Yargıtay, mahkemelerin dosyaya sunulan uzman mütalaalarını yok sayamayacağını, bu mütalaaları incelemesi ve gerekçeli kararında değerlendirmesi gerektiğini belirtmektedir. Uzman mütalaası ile bilirkişi raporu arasında çelişki olması halinde, mahkemenin bu çelişkiyi gidermesi ve sonucuna göre karar vermesi gerekmektedir.

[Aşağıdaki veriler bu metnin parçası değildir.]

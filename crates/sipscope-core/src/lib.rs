//! sipscope core library for offline SIP trace and call-record analysis.
//!
//! This crate implements the analysis pipeline used by the CLI: line and row
//! sources feed the SIP decoders (layout/reader/segment/parser), a session
//! correlator folds message blocks into call records, the taxonomy classifier
//! annotates each record, and the aggregator builds a deterministic report.
//! Decoding, classification and aggregation are pure; all file I/O is
//! isolated in `source` modules.
//!
//! Invariants:
//! - Every call record carries a non-empty end time.
//! - Pattern and taxonomy misses never fail; they yield empty fields or
//!   explicit "unknown" placeholders.
//! - Structural problems (missing input, missing table columns) fail; a
//!   malformed table row is skipped and recorded, never fatal.
//! - Report ordering is stable across runs.
//!
//! # Examples
//! ```no_run
//! use std::path::Path;
//!
//! use sipscope_core::{AnalysisOptions, analyze_log_file};
//!
//! let report = analyze_log_file(Path::new("sbc.log"), &AnalysisOptions::default())?;
//! println!("calls: {}", report.summary.total);
//! # Ok::<(), Box<dyn std::error::Error>>(())
//! ```

use std::collections::BTreeMap;

use serde::{Deserialize, Serialize};

pub mod aggregate;
mod analysis;
pub mod classify;
pub mod correlate;
pub mod sip;
mod source;
pub mod table;
pub mod taxonomy;

pub use aggregate::{
    Tally, error_summary, group_by_ip, group_by_session, summarize, summarize_messages,
};
pub use analysis::{
    AnalysisError, AnalysisOptions, analyze_log_file, analyze_log_source, analyze_log_text,
    analyze_table_file, analyze_table_source,
};
pub use classify::{Classifier, classify, classify_status};
pub use correlate::{CorrelationMode, SessionContext, SessionCorrelator, SessionState, fold};
pub use sip::Direction;
pub use source::{
    CsvFileSource, LineSource, RowSource, SourceError, TextFileSource, TextSource, VecRowSource,
};
pub use table::{REQUIRED_COLUMNS, RowError, TableError, TableRow, validate_columns};
pub use taxonomy::{ErrorCategory, StatusCode, TAXONOMY_VERSION, Taxonomy};

/// Current report schema version.
pub const REPORT_VERSION: u32 = 1;
/// Default timestamp used when the caller does not stamp the report.
pub const DEFAULT_GENERATED_AT: &str = "1970-01-01T00:00:00Z";

/// Aggregated analysis report with deterministic ordering.
///
/// # Examples
/// ```
/// use sipscope_core::{InputKind, make_stub_report};
///
/// let report = make_stub_report("sbc.log", InputKind::Log, 123);
/// assert_eq!(report.report_version, sipscope_core::REPORT_VERSION);
/// assert!(report.calls.is_empty());
/// ```
#[derive(Debug, Clone, Serialize, Deserialize)]
pub struct Report {
    /// Report schema version (not the binary version).
    pub report_version: u32,
    /// Tool identification metadata.
    pub tool: ToolInfo,
    /// RFC3339 timestamp representing the report generation time.
    pub generated_at: String,
    /// Input metadata.
    pub input: InputInfo,
    /// Version of the taxonomy tables used for classification.
    pub taxonomy_version: u32,

    /// Message-level statistics (log input only).
    #[serde(skip_serializing_if = "Option::is_none")]
    pub messages: Option<MessageStats>,
    /// Classified call records in input order.
    pub calls: Vec<ClassifiedRecord>,
    /// Scalar statistics over `calls`.
    pub summary: SummaryStats,
    /// Calls grouped by session id, sorted by id.
    pub sessions: Vec<SessionGroup>,
    /// Calls grouped by remote IP, sorted by IP.
    pub ips: Vec<IpGroup>,
    /// Calls per error category and status code, most frequent first.
    pub errors: Vec<ErrorSummaryRow>,
    /// Table rows that were skipped, in row order.
    #[serde(default, skip_serializing_if = "Vec::is_empty")]
    pub skipped_rows: Vec<SkippedRow>,
    /// Whether processing stopped early at the configured block limit.
    #[serde(default, skip_serializing_if = "std::ops::Not::not")]
    pub truncated: bool,
}

/// Tool metadata embedded in reports.
///
/// # Examples
/// ```
/// use sipscope_core::ToolInfo;
///
/// let tool = ToolInfo {
///     name: "sipscope".to_string(),
///     version: "0.1.0".to_string(),
/// };
/// assert_eq!(tool.name, "sipscope");
/// ```
#[derive(Debug, Clone, Serialize, Deserialize)]
pub struct ToolInfo {
    /// Tool name (e.g., "sipscope").
    pub name: String,
    /// Tool version (semver).
    pub version: String,
}

/// Kind of input that produced a report.
#[derive(Debug, Clone, Copy, PartialEq, Eq, Serialize, Deserialize)]
#[serde(rename_all = "snake_case")]
pub enum InputKind {
    /// Free-form SIP signalling log.
    Log,
    /// Call-record table (CSV export).
    Table,
}

/// Input metadata embedded in reports.
///
/// # Examples
/// ```
/// use sipscope_core::{InputInfo, InputKind};
///
/// let input = InputInfo {
///     path: "calls.csv".to_string(),
///     kind: InputKind::Table,
///     bytes: 1024,
/// };
/// assert_eq!(input.bytes, 1024);
/// ```
#[derive(Debug, Clone, Serialize, Deserialize)]
pub struct InputInfo {
    /// Input path or label as provided to the analyzer.
    pub path: String,
    pub kind: InputKind,
    /// Input size in bytes.
    pub bytes: u64,
}

/// Finalized snapshot of one completed call.
///
/// Log input fills the party and network fields from the correlated session;
/// table input fills the code fields and `user`.
///
/// # Examples
/// ```
/// use sipscope_core::CallRecord;
///
/// let record = CallRecord::ended_at("10:00:05.000");
/// assert_eq!(record.termination_reason, "Normal");
/// assert!(record.duration.is_none());
/// ```
#[derive(Debug, Clone, PartialEq, Serialize, Deserialize)]
pub struct CallRecord {
    /// Timestamp of the call-end event (never empty).
    pub end_time: String,
    /// Session id, empty when the log carried none.
    pub session_id: String,
    pub ip_group: String,
    pub caller: String,
    pub callee: String,
    pub direction: Direction,
    pub remote_ip: String,
    /// Reason reported at call end, `"Normal"` when none was logged.
    pub termination_reason: String,
    /// Call duration in seconds, when known.
    #[serde(skip_serializing_if = "Option::is_none")]
    pub duration: Option<f64>,
    /// Final SIP status code, when known.
    #[serde(skip_serializing_if = "Option::is_none")]
    pub status_code: Option<StatusCode>,
    /// Vendor subcode, when known.
    #[serde(skip_serializing_if = "Option::is_none")]
    pub subcode: Option<u32>,
    /// Reason phrase accompanying the status code.
    #[serde(default, skip_serializing_if = "String::is_empty")]
    pub phrase: String,
    /// Display name of the user (table input).
    #[serde(skip_serializing_if = "Option::is_none")]
    pub user: Option<String>,
}

impl CallRecord {
    /// Empty record ending at `end_time`, with the default termination reason.
    pub fn ended_at(end_time: impl Into<String>) -> Self {
        Self {
            end_time: end_time.into(),
            session_id: String::new(),
            ip_group: String::new(),
            caller: String::new(),
            callee: String::new(),
            direction: Direction::Internal,
            remote_ip: String::new(),
            termination_reason: sip::layout::DEFAULT_TERMINATION_REASON.to_string(),
            duration: None,
            status_code: None,
            subcode: None,
            phrase: String::new(),
            user: None,
        }
    }
}

/// Coarse call verdict derived from the status code's leading digit.
#[derive(Debug, Clone, Copy, PartialEq, Eq, Hash, PartialOrd, Ord, Serialize, Deserialize)]
pub enum CallStatus {
    Success,
    Failure,
    Warning,
    Info,
}

impl CallStatus {
    pub fn as_str(self) -> &'static str {
        match self {
            CallStatus::Success => "Success",
            CallStatus::Failure => "Failure",
            CallStatus::Warning => "Warning",
            CallStatus::Info => "Info",
        }
    }
}

/// A call record annotated with taxonomy diagnostics.
///
/// # Examples
/// ```
/// use sipscope_core::{CallRecord, CallStatus, StatusCode, classify};
///
/// let mut record = CallRecord::ended_at("10:00:05.000");
/// record.status_code = StatusCode::new(486);
/// let classified = classify(record);
/// assert_eq!(classified.status, CallStatus::Failure);
/// assert_eq!(classified.category, "Client Error");
/// ```
#[derive(Debug, Clone, PartialEq, Serialize, Deserialize)]
pub struct ClassifiedRecord {
    #[serde(flatten)]
    pub call: CallRecord,
    pub status: CallStatus,
    /// Status class name (e.g., "Client Error").
    pub category: String,
    pub error_category: ErrorCategory,
    /// Short operator-facing explanation of the status code.
    pub explanation: String,
    /// Technical explanation of the status code.
    pub detailed_explanation: String,
    pub subcode_description: String,
    pub cause: String,
    pub resolution: String,
    /// `SIP <code> - <phrase>` summary line.
    pub technical_details: String,
}

impl ClassifiedRecord {
    /// Multi-line diagnostic block for reports and terminal output.
    pub fn diagnostic_summary(&self) -> String {
        let code = self
            .call
            .status_code
            .map(|code| code.to_string())
            .unwrap_or_else(|| "-".to_string());
        let subcode = self
            .call
            .subcode
            .map(|subcode| subcode.to_string())
            .unwrap_or_else(|| "-".to_string());
        format!(
            "Category: {} ({})\nSIP Code {}: {}\nSubcode {}: {}\nCause: {}\nResolution: {}\nOriginal Phrase: {}",
            self.category,
            self.error_category,
            code,
            self.explanation,
            subcode,
            self.subcode_description,
            self.cause,
            self.resolution,
            self.call.phrase,
        )
    }
}

/// Scalar statistics over a set of classified records.
///
/// Duration statistics only consider records with a valid non-negative
/// duration. "Attempted" calls are those with a duration above zero.
#[derive(Debug, Clone, Default, PartialEq, Serialize, Deserialize)]
pub struct SummaryStats {
    pub total: u64,
    pub by_direction: BTreeMap<Direction, u64>,
    pub by_status: BTreeMap<CallStatus, u64>,
    pub by_error_category: BTreeMap<ErrorCategory, u64>,
    /// Distinct non-empty session ids.
    pub unique_sessions: u64,
    pub attempted: u64,
    /// Attempted calls per verdict.
    pub successful: u64,
    pub failed: u64,
    pub warning: u64,
    pub info: u64,
    /// Average duration in seconds, rounded to 2 decimals.
    #[serde(skip_serializing_if = "Option::is_none")]
    pub average_duration: Option<f64>,
    #[serde(skip_serializing_if = "Option::is_none")]
    pub max_duration: Option<f64>,
    /// `successful / attempted * 100`, rounded to 2 decimals; 0 when nothing was attempted.
    pub success_rate: f64,
}

/// Records sharing one session id.
///
/// # Examples
/// ```
/// use std::collections::BTreeMap;
///
/// use sipscope_core::SessionGroup;
///
/// let group = SessionGroup {
///     session_id: "4f2a:7".to_string(),
///     count: 3,
///     directions: BTreeMap::new(),
///     status_codes: BTreeMap::new(),
/// };
/// assert_eq!(group.count, 3);
/// ```
#[derive(Debug, Clone, PartialEq, Serialize, Deserialize)]
pub struct SessionGroup {
    pub session_id: String,
    pub count: u64,
    pub directions: BTreeMap<Direction, u64>,
    /// Occurrences per status code; entries without a code are not counted.
    pub status_codes: BTreeMap<StatusCode, u64>,
}

/// Records sharing one IP address.
#[derive(Debug, Clone, PartialEq, Serialize, Deserialize)]
pub struct IpGroup {
    pub ip: String,
    pub count: u64,
    pub directions: BTreeMap<Direction, u64>,
}

/// Count of calls per (error category, status code).
///
/// # Examples
/// ```
/// use sipscope_core::{ErrorCategory, ErrorSummaryRow, StatusCode};
///
/// let row = ErrorSummaryRow {
///     error_category: ErrorCategory::Routing,
///     status_code: StatusCode::new(404),
///     count: 7,
/// };
/// assert_eq!(row.error_category.as_str(), "Routing");
/// ```
#[derive(Debug, Clone, PartialEq, Serialize, Deserialize)]
pub struct ErrorSummaryRow {
    pub error_category: ErrorCategory,
    #[serde(skip_serializing_if = "Option::is_none")]
    pub status_code: Option<StatusCode>,
    pub count: u64,
}

/// Occurrences of one message type.
#[derive(Debug, Clone, PartialEq, Eq, Serialize, Deserialize)]
pub struct MessageTypeCount {
    pub message_type: String,
    pub count: u64,
}

/// Message-level statistics over every extracted block of a log.
#[derive(Debug, Clone, Default, PartialEq, Serialize, Deserialize)]
pub struct MessageStats {
    pub total: u64,
    pub by_direction: BTreeMap<Direction, u64>,
    pub unique_sessions: u64,
    /// Most frequent first; blocks without a recognised type are not listed.
    pub message_types: Vec<MessageTypeCount>,
    pub options: u64,
    /// 2xx responses.
    pub success_responses: u64,
    /// 4xx responses.
    pub client_errors: u64,
    /// 5xx responses.
    pub server_errors: u64,
    pub sessions: Vec<SessionGroup>,
    pub ips: Vec<IpGroup>,
}

/// A table row that could not be turned into a call record.
#[derive(Debug, Clone, PartialEq, Eq, Serialize, Deserialize)]
pub struct SkippedRow {
    /// 1-based data row number (the header row is not counted).
    pub row: usize,
    pub reason: String,
}

/// Build a stub report with base fields filled and empty aggregates.
///
/// # Examples
/// ```
/// use sipscope_core::{InputKind, make_stub_report};
///
/// let report = make_stub_report("calls.csv", InputKind::Table, 0);
/// assert_eq!(report.summary.success_rate, 0.0);
/// assert!(report.messages.is_none());
/// ```
pub fn make_stub_report(input_path: &str, kind: InputKind, input_bytes: u64) -> Report {
    Report {
        report_version: REPORT_VERSION,
        tool: ToolInfo {
            name: "sipscope".to_string(),
            version: env!("CARGO_PKG_VERSION").to_string(),
        },
        generated_at: DEFAULT_GENERATED_AT.to_string(),
        input: InputInfo {
            path: input_path.to_string(),
            kind,
            bytes: input_bytes,
        },
        taxonomy_version: TAXONOMY_VERSION,
        messages: None,
        calls: vec![],
        summary: SummaryStats::default(),
        sessions: vec![],
        ips: vec![],
        errors: vec![],
        skipped_rows: vec![],
        truncated: false,
    }
}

T.C. İSTANBUL BÖLGE ADLİYE MAHKEMESİ 13. HUKUK DAİRESİ

tek kaynağı olduğunu, eğer bir başkası bu dedikoduyu yaymış olsaydı, onlara da dava açacaklarını, bir kötüleme dalgası mevcut olduğu su götürmez bir gerçek olup bunu yapan tek firmanın davalı firma olduğu bir başka firma olmadığının bütün dosya içeriğinden net olarak anlaşıldığını, dosyaya sunulan bilirkişi raporunun eksiklerle dolu olduğunu, bu rapora yaptıkları itirazların dikkate alınmadığını, bu sebeple bile davanın reddinin hatalı olduğunu, mahkemeye uzman mütalaası sunulduğunu, Yargıtay içtihatlarına göre mahkemenin uzman mütalaasını yokmuş gibi değerlendiremeyeceğini, Mahkemenin kararında uzman mütalaası yokmuş gibi karar verdiğini, Mahkemenin bunu incelemesi, yeniden bilirkişiye göndermesi ve çelişki olması halinde yeniden bilirkişi incelemesi yaptırarak sonuca göre bir karar vermesi gerekirken, eksik inceleme yaparak karar vermiş olduğundan kararın ortadan kaldırılması gerektiğini, dosyaya sunulan ve mahkemenin mutlaka dikkat etmesi ve önem vermesi gereken uzman mütalaasının bir çok konuyu açıklığa kavuşturduğunu,


Bu karar, mahkemenin uzman mütalaasını göz ardı etmesinin usul ve yasaya aykırı olduğunu ve kararın bozulmasına neden olabileceğini göstermektedir. Dolayısıyla, avukatın dilekçesi ekinde sunduğu uzman mütalaası, mahkeme tarafından titizlikle incelenmesi gereken bir delildir.


Sonuç / Özet

Uzman mütalaası, Hukuk Muhakemeleri Kanunu'nun 293. maddesi uyarınca tarafların dava konusu olayla ilgili olarak uzmanından alabileceği bilimsel bir görüştür ve bir delil niteliğindedir. Yargıtay kararları, uzman mütalaasının avukatın dilekçesinin bir parçası olarak sunulabileceğini ve mahkemece değerlendirilmesi gerektiğini açıkça ortaya koymaktadır. Mahkemeler, dosyaya sunulan uzman mütalaalarını göz ardı edemez ve gerekçeli kararlarında bu delillere yer vermek zorundadır. Uzman mütalaası ile bilirkişi raporu arasında çelişki olması halinde, mahkemenin bu çelişkiyi gidermesi ve sonucuna göre karar vermesi gerekmektedir. Bu durum, uzman mütalaasının yargılama sürecinde davanın aydınlatılması ve adil bir karar verilmesi açısından kritik bir rol oynadığını göstermektedir.